First seen by security researcher Jonas L., this zero-day vulnerability (which he has dubbed particularly bad) enables attackers Corrupting NTFS-formatted hard disks using a special fabricated line. Of course, Jonas does not reveal that particular line of code. However, you need to take special care because it can be hidden within the zip file, folder or Windows shortcut.
NTFS Multiple Choice Insignificance
There is a particularly bad risk in NTFS right now.
Any particular folder can be triggered by opening a special fabricated name. ‘
When the path opens, the vulnerability will pop up immediately if you complain about your harddrive pic.twitter.com/E0YqHQ369N
– Jonas L. (@jonasLyk) 9 January 2021
Bleeding on the computer Further tested Bugs in various ways. They found that you can only trigger NTFS hard disk corruption Paste special command in the address bar In a browser.
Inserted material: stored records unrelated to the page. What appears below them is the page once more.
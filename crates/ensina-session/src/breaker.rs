//! Circuit breaker for session-store calls
//!
//! Tracks consecutive failures of session checks and suppresses further
//! network calls for a cooldown window. Owned exclusively by the session
//! client and guarded by its state lock, so the struct itself carries no
//! locking.

use std::time::Duration;

use tokio::time::Instant;
use tracing::{debug, warn};

use crate::metrics;

/// Breaker states.
#[derive(Debug, Clone, Copy, PartialEq, Eq)]
pub enum BreakerState {
    /// Calls pass through normally
    Closed,
    /// Calls are short-circuited until the cooldown elapses
    Open,
    /// One probe call is allowed through
    HalfOpen,
}

impl BreakerState {
    /// Stable label form
    #[must_use]
    pub fn as_str(&self) -> &'static str {
        match self {
            Self::Closed => "closed",
            Self::Open => "open",
            Self::HalfOpen => "half_open",
        }
    }
}

impl std::fmt::Display for BreakerState {
    fn fmt(&self, f: &mut std::fmt::Formatter<'_>) -> std::fmt::Result {
        write!(f, "{}", self.as_str())
    }
}

/// Consecutive-failure circuit breaker.
///
/// Invariants: `failure_count` resets to 0 on every transition to CLOSED;
/// OPEN persists exactly `cooldown` from the last failure before a HALF_OPEN
/// probe is allowed. In HALF_OPEN the caller's in-flight deduplication
/// guarantees a single probe.
#[derive(Debug)]
pub struct CircuitBreaker {
    state: BreakerState,
    failure_count: u32,
    last_failure: Option<Instant>,
    threshold: u32,
    cooldown: Duration,
}

impl CircuitBreaker {
    /// Create a breaker that opens after `threshold` consecutive failures
    /// and stays open for `cooldown`.
    pub fn new(threshold: u32, cooldown: Duration) -> Self {
        Self {
            state: BreakerState::Closed,
            failure_count: 0,
            last_failure: None,
            threshold,
            cooldown,
        }
    }

    /// Whether a real call may go out right now.
    ///
    /// Advances OPEN to HALF_OPEN once the cooldown has elapsed, so a `true`
    /// return from an OPEN breaker means "probe allowed".
    pub fn allow_request(&mut self) -> bool {
        match self.state {
            BreakerState::Closed | BreakerState::HalfOpen => true,
            BreakerState::Open => {
                let cooled_down = self
                    .last_failure
                    .map(|at| at.elapsed() >= self.cooldown)
                    .unwrap_or(true);
                if cooled_down {
                    self.transition(BreakerState::HalfOpen);
                    true
                } else {
                    false
                }
            }
        }
    }

    /// Record a successful call; resets the breaker to CLOSED.
    pub fn record_success(&mut self) {
        self.failure_count = 0;
        self.last_failure = None;
        if self.state != BreakerState::Closed {
            self.transition(BreakerState::Closed);
        }
    }

    /// Record a failed call.
    ///
    /// Opens the breaker when the threshold is reached, or immediately when
    /// a HALF_OPEN probe fails.
    pub fn record_failure(&mut self) {
        self.failure_count += 1;
        self.last_failure = Some(Instant::now());

        let should_open = match self.state {
            BreakerState::HalfOpen => true,
            BreakerState::Closed => self.failure_count >= self.threshold,
            BreakerState::Open => false,
        };
        if should_open {
            self.transition(BreakerState::Open);
        }
    }

    /// Open immediately regardless of the failure count.
    ///
    /// Used for connectivity-class failures where further calls would only
    /// thrash. Still counts as a failure.
    pub fn force_open(&mut self) {
        self.failure_count += 1;
        self.last_failure = Some(Instant::now());
        if self.state != BreakerState::Open {
            self.transition(BreakerState::Open);
        }
    }

    /// Current state.
    #[must_use]
    pub fn state(&self) -> BreakerState {
        self.state
    }

    /// Consecutive failure count.
    #[must_use]
    pub fn failure_count(&self) -> u32 {
        self.failure_count
    }

    /// Time left before an OPEN breaker allows a probe, if any.
    #[must_use]
    pub fn cooldown_remaining(&self) -> Option<Duration> {
        if self.state != BreakerState::Open {
            return None;
        }
        let last = self.last_failure?;
        self.cooldown.checked_sub(last.elapsed())
    }

    fn transition(&mut self, next: BreakerState) {
        if next == BreakerState::Closed {
            self.failure_count = 0;
            self.last_failure = None;
        }
        match next {
            BreakerState::Open => warn!(
                failures = self.failure_count,
                cooldown_secs = self.cooldown.as_secs(),
                "session circuit breaker opened"
            ),
            _ => debug!(from = %self.state, to = %next, "circuit breaker transition"),
        }
        metrics::record_breaker_transition(next.as_str());
        self.state = next;
    }
}

#[cfg(test)]
mod tests {
    use super::*;

    fn breaker() -> CircuitBreaker {
        CircuitBreaker::new(5, Duration::from_secs(30))
    }

    #[test]
    fn starts_closed_and_allows_requests() {
        let mut b = breaker();
        assert_eq!(b.state(), BreakerState::Closed);
        assert!(b.allow_request());
        assert_eq!(b.failure_count(), 0);
    }

    #[tokio::test(start_paused = true)]
    async fn opens_at_threshold() {
        let mut b = breaker();
        for _ in 0..4 {
            b.record_failure();
            assert_eq!(b.state(), BreakerState::Closed);
        }
        b.record_failure();
        assert_eq!(b.state(), BreakerState::Open);
        assert_eq!(b.failure_count(), 5);
        assert!(!b.allow_request());
    }

    #[tokio::test(start_paused = true)]
    async fn open_allows_probe_after_cooldown() {
        let mut b = breaker();
        for _ in 0..5 {
            b.record_failure();
        }
        assert!(!b.allow_request());

        tokio::time::advance(Duration::from_secs(10)).await;
        assert!(!b.allow_request());
        assert_eq!(b.state(), BreakerState::Open);

        tokio::time::advance(Duration::from_secs(20)).await;
        assert!(b.allow_request());
        assert_eq!(b.state(), BreakerState::HalfOpen);
    }

    #[tokio::test(start_paused = true)]
    async fn half_open_failure_reopens_with_fresh_cooldown() {
        let mut b = breaker();
        for _ in 0..5 {
            b.record_failure();
        }
        tokio::time::advance(Duration::from_secs(30)).await;
        assert!(b.allow_request());

        b.record_failure();
        assert_eq!(b.state(), BreakerState::Open);
        assert!(!b.allow_request());

        tokio::time::advance(Duration::from_secs(29)).await;
        assert!(!b.allow_request());
        tokio::time::advance(Duration::from_secs(1)).await;
        assert!(b.allow_request());
    }

    #[tokio::test(start_paused = true)]
    async fn half_open_success_closes_and_resets_count() {
        let mut b = breaker();
        for _ in 0..5 {
            b.record_failure();
        }
        tokio::time::advance(Duration::from_secs(30)).await;
        assert!(b.allow_request());
        assert_eq!(b.state(), BreakerState::HalfOpen);

        b.record_success();
        assert_eq!(b.state(), BreakerState::Closed);
        assert_eq!(b.failure_count(), 0);
        assert!(b.allow_request());
    }

    #[test]
    fn success_while_closed_clears_accumulated_failures() {
        let mut b = breaker();
        b.record_failure();
        b.record_failure();
        assert_eq!(b.failure_count(), 2);

        b.record_success();
        assert_eq!(b.failure_count(), 0);
        assert_eq!(b.state(), BreakerState::Closed);
    }

    #[tokio::test(start_paused = true)]
    async fn force_open_skips_the_threshold() {
        let mut b = breaker();
        b.force_open();
        assert_eq!(b.state(), BreakerState::Open);
        assert_eq!(b.failure_count(), 1);
        assert!(!b.allow_request());

        tokio::time::advance(Duration::from_secs(30)).await;
        assert!(b.allow_request());
        assert_eq!(b.state(), BreakerState::HalfOpen);
    }

    #[tokio::test(start_paused = true)]
    async fn cooldown_remaining_reports_open_window() {
        let mut b = breaker();
        assert_eq!(b.cooldown_remaining(), None);

        b.force_open();
        tokio::time::advance(Duration::from_secs(10)).await;
        let remaining = b.cooldown_remaining().unwrap();
        assert_eq!(remaining, Duration::from_secs(20));

        tokio::time::advance(Duration::from_secs(25)).await;
        assert_eq!(b.cooldown_remaining(), None);
    }
}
The discovery has been verified by CERT / CC vulnerability analyst Will Dorman. They said there is one A myriad of ways An attacker can trigger NTFS hard disk corruption. In addition to ZIP, folders and shortcuts, this includes opening an ISO, VHD or VHDX, opening an HTML file without a MoTW, and more. A particular line of code can have serious consequences if integrated into the code of a valid Windows 10 app.
Nice by @jonasLyk :
Result: NTFS corruption
– Open an ISO, VHD, or VHDX
– Extract a ZIP file
– Open an HTML file without MoTW
– maybe more … pic.twitter.com/LY18Lo3J3m
– Will Dorman (@wdormann) 9 January 2021
The researcher says that the bug became exploitable with the Windows 10 April 2018 update and also works on the most recent releases. This means that the exploit has been present in the OS for about three years.
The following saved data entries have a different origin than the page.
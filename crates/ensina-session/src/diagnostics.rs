//! Aggregated diagnostics
//!
//! A serializable snapshot across the session client, circuit breaker,
//! validator, and monitor, for support tooling and structured log dumps.
//! Capturing one never mutates any component.

use chrono::{DateTime, Utc};
use serde::Serialize;

use crate::consistency::{ConsistencyReport, ConsistencyValidator};
use crate::monitor::{ConsistencyMonitor, MonitorStatus};
use crate::session::SessionClient;

/// Auth state as seen by the client.
#[derive(Debug, Clone, Serialize)]
pub struct AuthDiagnostics {
    pub user_id: Option<String>,
    pub email: Option<String>,
    pub authenticated: bool,
    pub loading: bool,
    pub error: Option<String>,
}

/// Circuit breaker internals.
#[derive(Debug, Clone, Serialize)]
pub struct BreakerDiagnostics {
    pub state: &'static str,
    pub failure_count: u32,
    pub cooldown_remaining_ms: Option<u64>,
}

/// Validator activity.
#[derive(Debug, Clone, Serialize)]
pub struct ConsistencyDiagnostics {
    pub last_report: Option<ConsistencyReport>,
    pub inconsistencies_recorded: usize,
}

/// Point-in-time view across the whole stack.
#[derive(Debug, Clone, Serialize)]
pub struct DiagnosticsReport {
    pub captured_at: DateTime<Utc>,
    pub auth: AuthDiagnostics,
    pub breaker: BreakerDiagnostics,
    pub consistency: ConsistencyDiagnostics,
    pub monitor: MonitorStatus,
}

/// Capture the current state of every component.
pub fn capture(
    client: &SessionClient,
    validator: &ConsistencyValidator,
    monitor: &ConsistencyMonitor,
) -> DiagnosticsReport {
    let snapshot = client.snapshot();
    DiagnosticsReport {
        captured_at: Utc::now(),
        auth: AuthDiagnostics {
            user_id: snapshot.user.as_ref().map(|u| u.id.clone()),
            email: snapshot.user.as_ref().map(|u| u.email.clone()),
            authenticated: snapshot.is_authenticated,
            loading: snapshot.is_loading,
            error: snapshot.error.as_ref().map(|e| e.to_string()),
        },
        breaker: BreakerDiagnostics {
            state: client.breaker_state().as_str(),
            failure_count: client.breaker_failure_count(),
            cooldown_remaining_ms: client
                .breaker_cooldown_remaining()
                .map(|d| d.as_millis() as u64),
        },
        consistency: ConsistencyDiagnostics {
            last_report: validator.last_report(),
            inconsistencies_recorded: validator.inconsistency_history().len(),
        },
        monitor: monitor.status(),
    }
}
Microsoft is aware of the exploits and is currently working on a fix, as confirmed by The Verge. The company has urged Windows 10 users to exercise caution and follow healthy online practices until the patch is rolled out. “The use of this technology depends on social engineering and as always we encourage our customers to practice good computing habits online, including taking precautions when opening unknown files or accepting file transfers.” Microsoft says.
If you encounter this bug and your hard disk is corrupted, a lot of reports say that Windows 10 will prompt you to reboot the PC. You must run Windows chkdsk to repair a corrupted disk. While Windows 10 should trigger this process automatically, it is possible that you may need to manually jump into chkdsk in some cases.